Thursday, February 4, 2010

sunsets, cedar waxwings, Crayola brushes

Thursday, February 4 2010
It's a bright sunny, yet cold, windy day. I'm working up the courage to take the dog for a walk.
I shared 365 Daily Haiku 2009 with the 4th grade yesterday. I get a great response from them when I share my own work and they get deeply connected to their own work after I've shared. I started with the fabric journal from 2003 about a bull pine in the woods that I've been observing, and paying homage to, for many years. Then we wrote some poems and did art on 3"x 5" cards. The kids got very involved.

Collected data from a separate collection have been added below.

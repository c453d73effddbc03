//! Perspective-relative path resolution.
//!
//! Only file-like links ([`LinkKind::PlainFilename`] and
//! [`LinkKind::ExternalFileRef`]) are resolved; everything else is handed to
//! another collaborator untouched.

use std::path::Path;

use crate::config::{Fallback, Perspective, Priority};
use crate::error::{LinkError, Result};
use crate::link::LinkKind;
use crate::platform::Platform;
use crate::session::SessionRoots;

#[derive(Debug, Clone, PartialEq, Eq)]
pub struct ResolvedPath {
    /// Absolute, home-relative (`~/...`) or opener-ready path.
    pub path: String,
    /// Heading to jump to after opening.
    pub anchor: Option<String>,
}

/// Everything resolution reads besides the link itself.
#[derive(Debug, Clone, Copy)]
pub struct ResolveContext<'a> {
    pub perspective: &'a Perspective,
    pub roots: &'a SessionRoots,
    pub current_document: Option<&'a Path>,
    /// With leading dot, e.g. `.md`.
    pub implicit_extension: &'a str,
    pub platform: Platform,
}

/// Resolve `path_part` of a link of the given kind.
///
/// Returns `Ok(None)` for kinds that are not resolved against the
/// filesystem. For [`LinkKind::PlainFilename`], a `#heading` suffix is split
/// off into [`ResolvedPath::anchor`].
pub fn resolve(
    kind: LinkKind,
    path_part: &str,
    ctx: &ResolveContext<'_>,
) -> Result<Option<ResolvedPath>> {
    let (path_part, anchor) = match kind {
        LinkKind::PlainFilename => split_anchor(path_part),
        LinkKind::ExternalFileRef => (path_part, None),
        LinkKind::Url | LinkKind::Anchor | LinkKind::Citation => return Ok(None),
    };

    let platform = ctx.platform;
    let mut path = if platform.is_absolute(path_part) {
        platform.expand_home(path_part)
    } else {
        let base = base_dir(ctx).ok_or_else(|| LinkError::NoCurrentDocument(path_part.to_string()))?;
        platform.join(&base, path_part)
    };

    if kind == LinkKind::PlainFilename && !platform.has_extension(&path) {
        path.push_str(ctx.implicit_extension);
    }

    tracing::debug!(%kind, link = path_part, resolved = %path, "resolved link");

    Ok(Some(ResolvedPath {
        path,
        anchor: anchor.map(str::to_string),
    }))
}

fn split_anchor(target: &str) -> (&str, Option<&str>) {
    match target.split_once('#') {
        Some((path, anchor)) if !path.is_empty() => {
            (path, Some(anchor).filter(|anchor| !anchor.is_empty()))
        }
        _ => (target, None),
    }
}

/// The directory relative links are joined onto, per the perspective.
fn base_dir(ctx: &ResolveContext<'_>) -> Option<String> {
    let perspective = ctx.perspective;
    let root = ctx.roots.root_dir();

    if perspective.priority == Priority::Root {
        if let Some(root) = root {
            return Some(path_string(root));
        }
    }

    let use_first = match perspective.priority {
        Priority::First => true,
        Priority::Root => perspective.fallback == Fallback::First,
        Priority::Current => false,
    };
    if use_first {
        if let Some(initial) = ctx.roots.initial_dir() {
            return Some(path_string(initial));
        }
    }

    let document = ctx.current_document?;
    Some(ctx.platform.parent_dir(&path_string(document)))
}

fn path_string(path: &Path) -> String {
    path.to_string_lossy().into_owned()
}
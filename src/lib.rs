//! linkfollow: classify, resolve and follow links in Markdown notes
//!
//! This crate provides the link-following core of a note-taking editor
//! plugin: given the text of a link target, decide what kind of link it is,
//! resolve it to a path, and act on it.
//!
//! # Overview
//!
//! - **Classification**: `file:` references, URLs, `@citation` keys,
//!   `#anchors` and plain note names
//! - **Resolution**: relative paths against the current file, the first file
//!   opened this session, or a discovered notebook root
//! - **Dispatch**: open a buffer, hand a file or URL to the OS opener, or
//!   jump to a heading
//!
//! # Architecture
//!
//! - [`link`]: the classifier
//! - [`resolve`]: perspective-relative resolution
//! - [`session`]: first-file and notebook-root tracking
//! - [`dispatch`]: the [`Dispatcher`](dispatch::Dispatcher) tying it together
//! - [`host`]: traits the embedding editor implements
//! - [`platform`]: OS-family specific path handling
//! - [`config`]: settings
//!
//! # Usage
//!
//! ```ignore
//! use linkfollow::config::Settings;
//! use linkfollow::dispatch::Dispatcher;
//! use linkfollow::host::NativeFileSystem;
//!
//! let settings = Settings::new(&notebook_dir)?;
//! let mut dispatcher = Dispatcher::new(settings, my_editor, NativeFileSystem::default());
//! dispatcher.follow("projects/plan#Milestones");
//! ```

// Core pipeline
pub mod dispatch;
pub mod link;
pub mod resolve;
pub mod session;

// Collaborators and platform glue
pub mod host;
pub mod platform;

// Configuration and errors
pub mod config;
pub mod error;

// Test utilities (only available in test builds)
#[cfg(test)]
pub mod test_utils;
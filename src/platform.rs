//! OS-family specific path handling.
//!
//! Every place that cares about separators, drive letters, home markers or
//! the "open with default application" command goes through [`Platform`], so
//! the classifier and resolver never branch on the OS themselves.

use std::borrow::Cow;
use std::fmt;

use once_cell::sync::Lazy;
use regex::Regex;

static DRIVE_LETTER: Lazy<Regex> =
    Lazy::new(|| Regex::new(r"^[A-Za-z]:[\\/]").expect("valid drive letter regex"));

#[derive(Debug, Clone, Copy, PartialEq, Eq, Hash)]
pub enum Platform {
    Unix,
    MacOs,
    Windows,
    Unsupported,
}

impl Platform {
    /// The OS family this binary was compiled for.
    pub fn current() -> Platform {
        if cfg!(target_os = "macos") {
            Platform::MacOs
        } else if cfg!(windows) {
            Platform::Windows
        } else if cfg!(unix) {
            Platform::Unix
        } else {
            Platform::Unsupported
        }
    }

    pub fn separator(self) -> char {
        match self {
            Platform::Windows => '\\',
            _ => '/',
        }
    }

    fn is_separator(self, c: char) -> bool {
        c == '/' || (self == Platform::Windows && c == '\\')
    }

    /// True for paths starting with a root marker, a home marker, or (on
    /// Windows) a drive letter.
    pub fn is_absolute(self, path: &str) -> bool {
        if path.starts_with('/') || path == "~" || path.starts_with("~/") {
            return true;
        }
        match self {
            Platform::Windows => path.starts_with('\\') || DRIVE_LETTER.is_match(path),
            _ => false,
        }
    }

    pub fn expand_home(self, path: &str) -> String {
        shellexpand::tilde(path).into_owned()
    }

    /// Joins `dir` and `rel` with exactly one separator between them.
    pub fn join(self, dir: &str, rel: &str) -> String {
        if dir.is_empty() {
            return rel.to_string();
        }
        match dir.chars().last() {
            Some(c) if self.is_separator(c) => format!("{dir}{rel}"),
            _ => format!("{dir}{}{rel}", self.separator()),
        }
    }

    /// Everything before the final separator, or `.` when there is none.
    pub fn parent_dir(self, path: &str) -> String {
        match path.rfind(|c: char| self.is_separator(c)) {
            Some(0) => path[..1].to_string(),
            Some(idx) => path[..idx].to_string(),
            None => ".".to_string(),
        }
    }

    /// Whether the final component of `path` carries a `.ext` suffix.
    ///
    /// A path ending in a separator names a directory and counts as having
    /// one, so no implicit extension is ever appended to it.
    pub fn has_extension(self, path: &str) -> bool {
        let file_name = match path.rfind(|c: char| self.is_separator(c)) {
            Some(idx) => &path[idx + 1..],
            None => path,
        };
        if file_name.is_empty() {
            return true;
        }
        match file_name.rfind('.') {
            Some(0) | None => false,
            Some(idx) => idx + 1 < file_name.len(),
        }
    }

    /// Shell command prefix that opens its argument with the default
    /// application, or `None` when the OS family has no known opener.
    pub fn opener_command(self) -> Option<&'static str> {
        match self {
            Platform::Unix => Some("xdg-open"),
            Platform::MacOs => Some("open"),
            Platform::Windows => Some("start \"\""),
            Platform::Unsupported => None,
        }
    }

    /// Quote `path` for interpolation into this platform's shell.
    pub fn shell_escape(self, path: &str) -> Cow<'_, str> {
        match self {
            Platform::Windows => Cow::Owned(format!("\"{}\"", path.replace('"', "\"\""))),
            _ => shell_words::quote(path),
        }
    }
}

impl fmt::Display for Platform {
    fn fmt(&self, f: &mut fmt::Formatter<'_>) -> fmt::Result {
        let name = match self {
            Platform::Unix => "unix",
            Platform::MacOs => "macos",
            Platform::Windows => "windows",
            Platform::Unsupported => "this platform",
        };
        f.write_str(name)
    }
}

I'd guess that this journal documents when I started having a fascination with the small size.These fabric pages measured 3"x 5".


2/2,3,4/09 These entries have a variety of themes and approaches.
On Feb 2, I started a Chinese bush painting class. To depict this, I used some paper I had with characters.I brushed the suggestion of bamboo stems and wrote the text on tracing paper to glue over the paper.The text is about the ink making process.
Grind stick slowly on
stone to make milky black ink,
shaded bamboo stalks.




February third shows the small maple on the school grounds. I saw and heard a flock of cedar waxwings on the tree as I left school. No such sighting this year.



I stamped the card with blue ink, glued down the commercial Japanese paper and used Crayola paint brushes to depict the tree.
Tiny tree filled with
chirping cedar waxwings on
a clear winter day.

It's missing a clear verb - should be "fills" .

The February 4th entry depicts the sunset and the shadows it cast in the woods.I used the Crayola brushes. Although kind of a cheater tool,they proved handy for any little painting I needed on this project.



Blue and orange stripes
stretch across the untouched snow,
glowing sun goes down.


I'm stitching some funky fabric and paper valentines for a selection of friends.I'll add these to the post a few days from now.